Coronavirus disease 2019 (COVID-19), caused by the severe acute respiratory syndrome coronavirus 2 (SARS-CoV-2), has infected more than 100 million people worldwide and claimed millions of lives. While the leading cause of mortality in COVID-19 patients is the hypoxic respiratory failure from acute respiratory distress syndrome, emerging evidence suggested that people with COVID-19 are prone to experience thrombotic events, such as venous thrombosis, pulmonary embolism and arterial thrombosis, and develop cardiovascular complications. These findings raise attention about appropriate disease management to prevent or treat thrombosis for COVID-19 patients.

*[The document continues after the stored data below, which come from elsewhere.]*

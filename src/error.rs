use std::path::PathBuf;

use thiserror::Error;

use crate::format::FormatError;

#[derive(Error, Debug)]
pub enum GeneratorError {
    #[error("you did not specify {what}. E.g. {example}")]
    MissingArgument {
        what: &'static str,
        example: &'static str,
    },

    #[error("unknown type '{declared}' for column '{column}' in table '{table}'")]
    UnknownColumnType {
        table: String,
        column: String,
        declared: String,
    },

    #[error("database error: {0}")]
    Database(#[from] rusqlite::Error),

    #[error("formatting generated source: {0}")]
    Format(#[from] FormatError),

    #[error("writing '{}': {source}", path.display())]
    FileWrite {
        path: PathBuf,
        source: std::io::Error,
    },
}
use std::sync::Arc;
use tokio::sync::{OwnedSemaphorePermit, Semaphore};
use tokio::time::{sleep, Duration, Instant};
use parking_lot::Mutex;

/// Paces outgoing market data requests.
///
/// Free data endpoints start answering 429 well before any documented quota,
/// so requests are spread out client-side in addition to being retried.
pub struct RateLimiter {
    /// Caps requests in flight at once
    semaphore: Arc<Semaphore>,
    /// When the previous request was released to the provider
    last_request: Mutex<Option<Instant>>,
    min_delay: Duration,
}

impl RateLimiter {
    /// `max_in_flight` concurrent requests, at most `requests_per_minute` started per minute.
    pub fn new(max_in_flight: usize, requests_per_minute: u32) -> Self {
        let min_delay_ms = 60_000 / requests_per_minute.max(1) as u64;
        Self {
            semaphore: Arc::new(Semaphore::new(max_in_flight.max(1))),
            last_request: Mutex::new(None),
            min_delay: Duration::from_millis(min_delay_ms),
        }
    }

    /// Wait for a free slot and for the minimum spacing since the previous request.
    /// The slot is released when the returned guard drops.
    pub async fn acquire(&self) -> RateLimitGuard {
        let permit = self.semaphore.clone().acquire_owned().await.ok();

        // Reserve our start time under the lock, then sleep outside it
        let wait_time = {
            let mut last = self.last_request.lock();
            let now = Instant::now();
            let start = match *last {
                Some(prev) if prev + self.min_delay > now => prev + self.min_delay,
                _ => now,
            };
            *last = Some(start);
            start.saturating_duration_since(now)
        };

        if !wait_time.is_zero() {
            sleep(wait_time).await;
        }

        RateLimitGuard { _permit: permit }
    }

    pub fn min_delay(&self) -> Duration {
        self.min_delay
    }
}

pub struct RateLimitGuard {
    _permit: Option<OwnedSemaphorePermit>,
}

#[cfg(test)]
mod tests {
    use super::*;

    #[tokio::test(start_paused = true)]
    async fn spaces_requests_by_min_delay() {
        // 60 per minute = one per second
        let limiter = RateLimiter::new(2, 60);
        let start = Instant::now();

        drop(limiter.acquire().await);
        assert!(start.elapsed() < Duration::from_millis(100), "first request is immediate");

        drop(limiter.acquire().await);
        assert!(start.elapsed() >= Duration::from_millis(1000));

        drop(limiter.acquire().await);
        assert!(start.elapsed() >= Duration::from_millis(2000));
    }

    #[tokio::test(start_paused = true)]
    async fn concurrent_callers_all_complete() {
        let limiter = Arc::new(RateLimiter::new(2, 120));

        let handles: Vec<_> = (0..3)
            .map(|_| {
                let limiter = limiter.clone();
                tokio::spawn(async move {
                    let _guard = limiter.acquire().await;
                    sleep(Duration::from_millis(100)).await;
                })
            })
            .collect();

        for handle in handles {
            handle.await.unwrap();
        }
    }

    #[test]
    fn zero_rate_is_clamped() {
        let limiter = RateLimiter::new(0, 0);
        assert_eq!(limiter.min_delay(), Duration::from_secs(60));
    }
}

Clinical data indicated that all the three factors of Virchow's triad, namely stasis, endothelial injury and hypercoagulable state, are likely to contribute to the increased risk for thrombosis in COVID-19. Here, we propose to develop a novel computational framework to simulate the undesired thrombosis in microcirculation, a prominent clinical feature of COVID-19. This new framework will integrate seamlessly the four key components in the process of clotting in hemostasis, including hemodynamics, transport of coagulation factors and coagulation kinetics, blood cell mechanics and platelet adhesive dynamics, such that we can dissect the complicated process of pathological thrombus formation in COVID-19 and investigate its underlying mechanism. Our simulation results can help to improve our understanding of the pathogenesis of hypercoagulability, identify the key factor that triggers thrombus formation and provide insights to explore new therapeutic approaches for the prevention and treatment of COVID-19-associated thrombosis.